仕事部屋GET!!2
「哲ちゃん部屋もらったんだって。」
下山さんが手土産のケーキを母ちゃんに渡しながら、俺に話しかけてきた。
人手が来た。
「こっちだよ。」
散らかったままの部屋に下山さんを案内し、さっそくメンテに出すギターの選別にかかった。
ネックがそってたり、金属パーツが錆びていたりするギターが何本かあり、結局全てのギターをメンテに出すことになった。
「リラックスしに来たのに、俺働いてるじゃん。」
ブツブツ言いながらも、ギターを梱包し玄関まで運んでくれた。良い人だ。
「後は電話して引き取りに来てもらいますから。もう終わりですよ。」
すっかり片付いたへやに戻ってきてくつろいでいたが、フローリングにクッションだけで座っているとかなり冷えるので、下山さんは直ぐに引き上げていった。悪いことしたな・・・
数日後、下山さんが事務所のスタッフを連れてやってくると、ソファーやAV機器を仕事部屋に搬入しだした。
「これどうしたんですか?」
「事務所の物置にあった今はもう使ってないやつだから、ここへ持ってきた。」
「もらちゃっていいんですか?」
「いいよー。誕生日プレゼントだ。」
殺風景だった仕事部屋がすっかり寛ぎ空間に変わってしまった。何より床に直に寝ころばなくてすむトラが喜んでいる。ソファーの一番良い所はトラの指定席になった。

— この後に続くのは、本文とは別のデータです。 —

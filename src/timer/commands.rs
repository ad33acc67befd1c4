//! Focus workflow: the timer engine glued to account and session storage.

use uuid::Uuid;

use crate::{
    db::{helpers::parse_epoch_ms, Session},
    error::{FocusError, FocusResult},
    AppState,
};

use super::{controller::TimerView, state::FocusContext, TimerStatus};

const ENABLE_LOGS: bool = true;

use crate::{log_info, log_warn};

/// Start timing `context` under the active account.
///
/// `previous_elapsed` is seeded from what the card already has logged, so the
/// stopwatch face shows the card's running total.
pub async fn start_focus(
    state: &AppState,
    mut context: FocusContext,
    duration_secs: Option<u64>,
) -> FocusResult<TimerView> {
    if state.accounts.get_active().await.is_none() {
        return Err(FocusError::configuration(
            "connect an account before starting a focus",
        ));
    }

    context.previous_elapsed = state.sessions.total_for_card(&context.card_id).await;
    log_info!(
        "Starting focus on card {} ({}s already logged)",
        context.card_id,
        context.previous_elapsed
    );
    Ok(state.timer.start(context, duration_secs).await)
}

/// Countdown focus at the configured default length.
pub async fn start_default_countdown(
    state: &AppState,
    context: FocusContext,
) -> FocusResult<TimerView> {
    let duration_secs = state.settings.timer().default_countdown_secs;
    start_focus(state, context, Some(duration_secs)).await
}

/// Stop the timer and record the session.
///
/// Too-short focuses are refused and the timer stays completed so the caller
/// can discard it. The timer only goes back to idle once the save succeeded.
pub async fn finish_focus(state: &AppState) -> FocusResult<Session> {
    let view = state.timer.stop().await;
    if view.status != TimerStatus::Completed {
        return Err(FocusError::validation("no focus in progress"));
    }

    let min_secs = state.settings.timer().min_session_secs;
    if view.elapsed < min_secs {
        log_warn!(
            "Refusing to record {}s focus (minimum is {min_secs}s)",
            view.elapsed
        );
        return Err(FocusError::validation(format!(
            "focus sessions shorter than {min_secs}s are not recorded"
        )));
    }

    let account = state
        .accounts
        .get_active()
        .await
        .ok_or_else(|| FocusError::configuration("no active account to record the focus under"))?;

    let timer_state = state.timer.get_state().await;
    let timer = timer_state
        .timer()
        .ok_or_else(|| FocusError::validation("no focus in progress"))?;
    let now_ms = state.clock().now_ms();
    let data = &timer.data;

    let session = Session {
        id: Uuid::new_v4().to_string(),
        account_id: account.id,
        user_id: account.user_id,
        card_id: data.card_id.clone(),
        card_title: data.card_title.clone(),
        card_number: data.card_number,
        board_id: data.board_id.clone(),
        board_name: data.board_name.clone(),
        start_time: parse_epoch_ms(timer.created_at_ms, "start_time")?,
        end_time: Some(parse_epoch_ms(now_ms, "end_time")?),
        duration: view.elapsed,
        notes: data.notes.clone().filter(|notes| !notes.trim().is_empty()),
        synced: false,
    };

    state.sessions.save(&session).await?;
    state.timer.reset().await;
    log_info!(
        "Recorded {}s focus on card {} as {}",
        session.duration,
        session.card_id,
        session.id
    );
    Ok(session)
}

/// Throw away the current focus without recording anything.
pub async fn discard_focus(state: &AppState) -> TimerView {
    state.timer.reset().await
}

#[cfg(test)]
mod tests {
    use super::*;
    use crate::db::NewAccount;
    use crate::error::ErrorKind;
    use crate::timer::TimerMode;
    use crate::utils::clock::ManualClock;
    use std::sync::Arc;

    const T: i64 = 1_700_000_000_000;

    fn context(card_id: &str) -> FocusContext {
        FocusContext {
            card_id: card_id.into(),
            card_title: "Write release notes".into(),
            card_number: 42,
            board_id: "b1".into(),
            board_name: "Docs".into(),
            notes: Some("draft first".into()),
            previous_elapsed: 0,
        }
    }

    fn app(dir: &tempfile::TempDir) -> (AppState, Arc<ManualClock>) {
        let clock = Arc::new(ManualClock::new(T));
        let state = AppState::in_memory(dir.path(), clock.clone()).unwrap();
        (state, clock)
    }

    async fn connect(state: &AppState) {
        state
            .accounts
            .add(NewAccount {
                token: "tok".into(),
                slug: "/900".into(),
                user_id: "u1".into(),
                name: "Docs team".into(),
            })
            .await
            .unwrap();
        state.accounts.set_active("900").await.unwrap();
    }

    #[tokio::test]
    async fn start_requires_active_account() {
        let dir = tempfile::tempdir().unwrap();
        let (state, _) = app(&dir);
        let err = start_focus(&state, context("c1"), None).await.unwrap_err();
        assert_eq!(err.kind(), ErrorKind::Configuration);
        assert_eq!(state.timer.get_view().await.status, TimerStatus::Idle);
    }

    #[tokio::test]
    async fn finished_focus_is_recorded_and_timer_resets() {
        let dir = tempfile::tempdir().unwrap();
        let (state, clock) = app(&dir);
        connect(&state).await;

        start_focus(&state, context("c1"), None).await.unwrap();
        clock.advance_secs(100);
        state.timer.pause().await;
        clock.advance_secs(600);
        state.timer.resume().await;
        clock.advance_secs(50);

        let session = finish_focus(&state).await.unwrap();
        assert_eq!(session.duration, 150);
        assert_eq!(session.account_id, "900");
        assert_eq!(session.user_id, "u1");
        assert_eq!(session.start_time.timestamp_millis(), T);
        assert_eq!(
            session.end_time.map(|end| end.timestamp_millis()),
            Some(T + 750_000)
        );
        assert_eq!(session.notes.as_deref(), Some("draft first"));
        assert!(!session.synced);

        assert_eq!(state.timer.get_view().await.status, TimerStatus::Idle);
        assert_eq!(state.sessions.get_by_id(&session.id).await, Some(session));
    }

    #[tokio::test]
    async fn short_focus_is_refused_and_kept_completed() {
        let dir = tempfile::tempdir().unwrap();
        let (state, clock) = app(&dir);
        connect(&state).await;

        start_focus(&state, context("c1"), None).await.unwrap();
        clock.advance_secs(59);
        let err = finish_focus(&state).await.unwrap_err();
        assert_eq!(err.kind(), ErrorKind::Validation);
        assert_eq!(state.timer.get_view().await.status, TimerStatus::Completed);
        assert!(state.sessions.get_all(None).await.is_empty());

        let view = discard_focus(&state).await;
        assert_eq!(view.status, TimerStatus::Idle);
    }

    async fn rename_sessions_table(state: &AppState, from: &'static str, to: &'static str) {
        state
            .db
            .execute(move |conn| {
                conn.execute_batch(&format!("ALTER TABLE {from} RENAME TO {to}"))?;
                Ok(())
            })
            .await
            .unwrap();
    }

    #[tokio::test]
    async fn failed_save_keeps_completed_focus_for_retry() {
        let dir = tempfile::tempdir().unwrap();
        let (state, clock) = app(&dir);
        connect(&state).await;

        start_focus(&state, context("c1"), None).await.unwrap();
        clock.advance_secs(120);

        rename_sessions_table(&state, "sessions", "sessions_offline").await;
        let err = finish_focus(&state).await.unwrap_err();
        assert_eq!(err.kind(), ErrorKind::Storage);
        let view = state.timer.get_view().await;
        assert_eq!(view.status, TimerStatus::Completed);
        assert_eq!(view.elapsed, 120);

        clock.advance_secs(30);
        rename_sessions_table(&state, "sessions_offline", "sessions").await;
        let session = finish_focus(&state).await.unwrap();
        assert_eq!(session.duration, 120);
        assert_eq!(state.timer.get_view().await.status, TimerStatus::Idle);
        assert_eq!(state.sessions.get_all(None).await, vec![session]);
    }

    #[tokio::test]
    async fn default_countdown_uses_configured_length() {
        let dir = tempfile::tempdir().unwrap();
        let (state, _) = app(&dir);
        connect(&state).await;
        let mut timer = state.settings.timer();
        timer.default_countdown_secs = 600;
        state.settings.update_timer(timer).unwrap();

        let view = start_default_countdown(&state, context("c1")).await.unwrap();
        assert_eq!(view.mode, TimerMode::Countdown);
        assert_eq!(view.duration, Some(600));
        assert_eq!(view.formatted_time, "10:00");
        discard_focus(&state).await;
    }

    #[tokio::test]
    async fn finishing_with_nothing_running_is_refused() {
        let dir = tempfile::tempdir().unwrap();
        let (state, _) = app(&dir);
        connect(&state).await;
        let err = finish_focus(&state).await.unwrap_err();
        assert_eq!(err.kind(), ErrorKind::Validation);
    }

    #[tokio::test]
    async fn second_focus_on_card_carries_previous_total() {
        let dir = tempfile::tempdir().unwrap();
        let (state, clock) = app(&dir);
        connect(&state).await;

        start_focus(&state, context("c1"), None).await.unwrap();
        clock.advance_secs(300);
        finish_focus(&state).await.unwrap();

        let view = start_focus(&state, context("c1"), None).await.unwrap();
        assert_eq!(view.previous_elapsed, 300);
        clock.advance_secs(20);
        let view = state.timer.get_view().await;
        assert_eq!(view.total, 320);
        assert_eq!(view.formatted_time, "05:20");

        let other = start_focus(&state, context("c2"), None).await.unwrap();
        assert_eq!(other.data.map(|d| d.card_id).as_deref(), Some("c1"));
    }

    #[tokio::test]
    async fn expired_countdown_records_its_full_target() {
        let dir = tempfile::tempdir().unwrap();
        let (state, clock) = app(&dir);
        connect(&state).await;

        start_focus(&state, context("c1"), Some(120)).await.unwrap();
        clock.advance_secs(500);
        state.timer.resync().await;

        let session = finish_focus(&state).await.unwrap();
        assert_eq!(session.duration, 120);
    }
}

下山さんもコーヒーを飲んで寛いでいる。マリちゃんがいつの間にか俺の隣にに座っている。皆が其々に好きに過ごしている。いつも通りだ。
「あれっ、下山さん今日も来ていたんですか。」
「お前に言われたくねーよ。」
真壁さんもやって来た。芸能人って結構、暇なのか。
「俺たちクラスになると、そこまで頑張らなくてもよくなるんだよ。」
下山さんはそう言うが、真壁さんは直前まで仕事をしていたらしい。自分ちに帰れよ。
あれ、皆勝手に入ってきてないか。どうなっているんだ。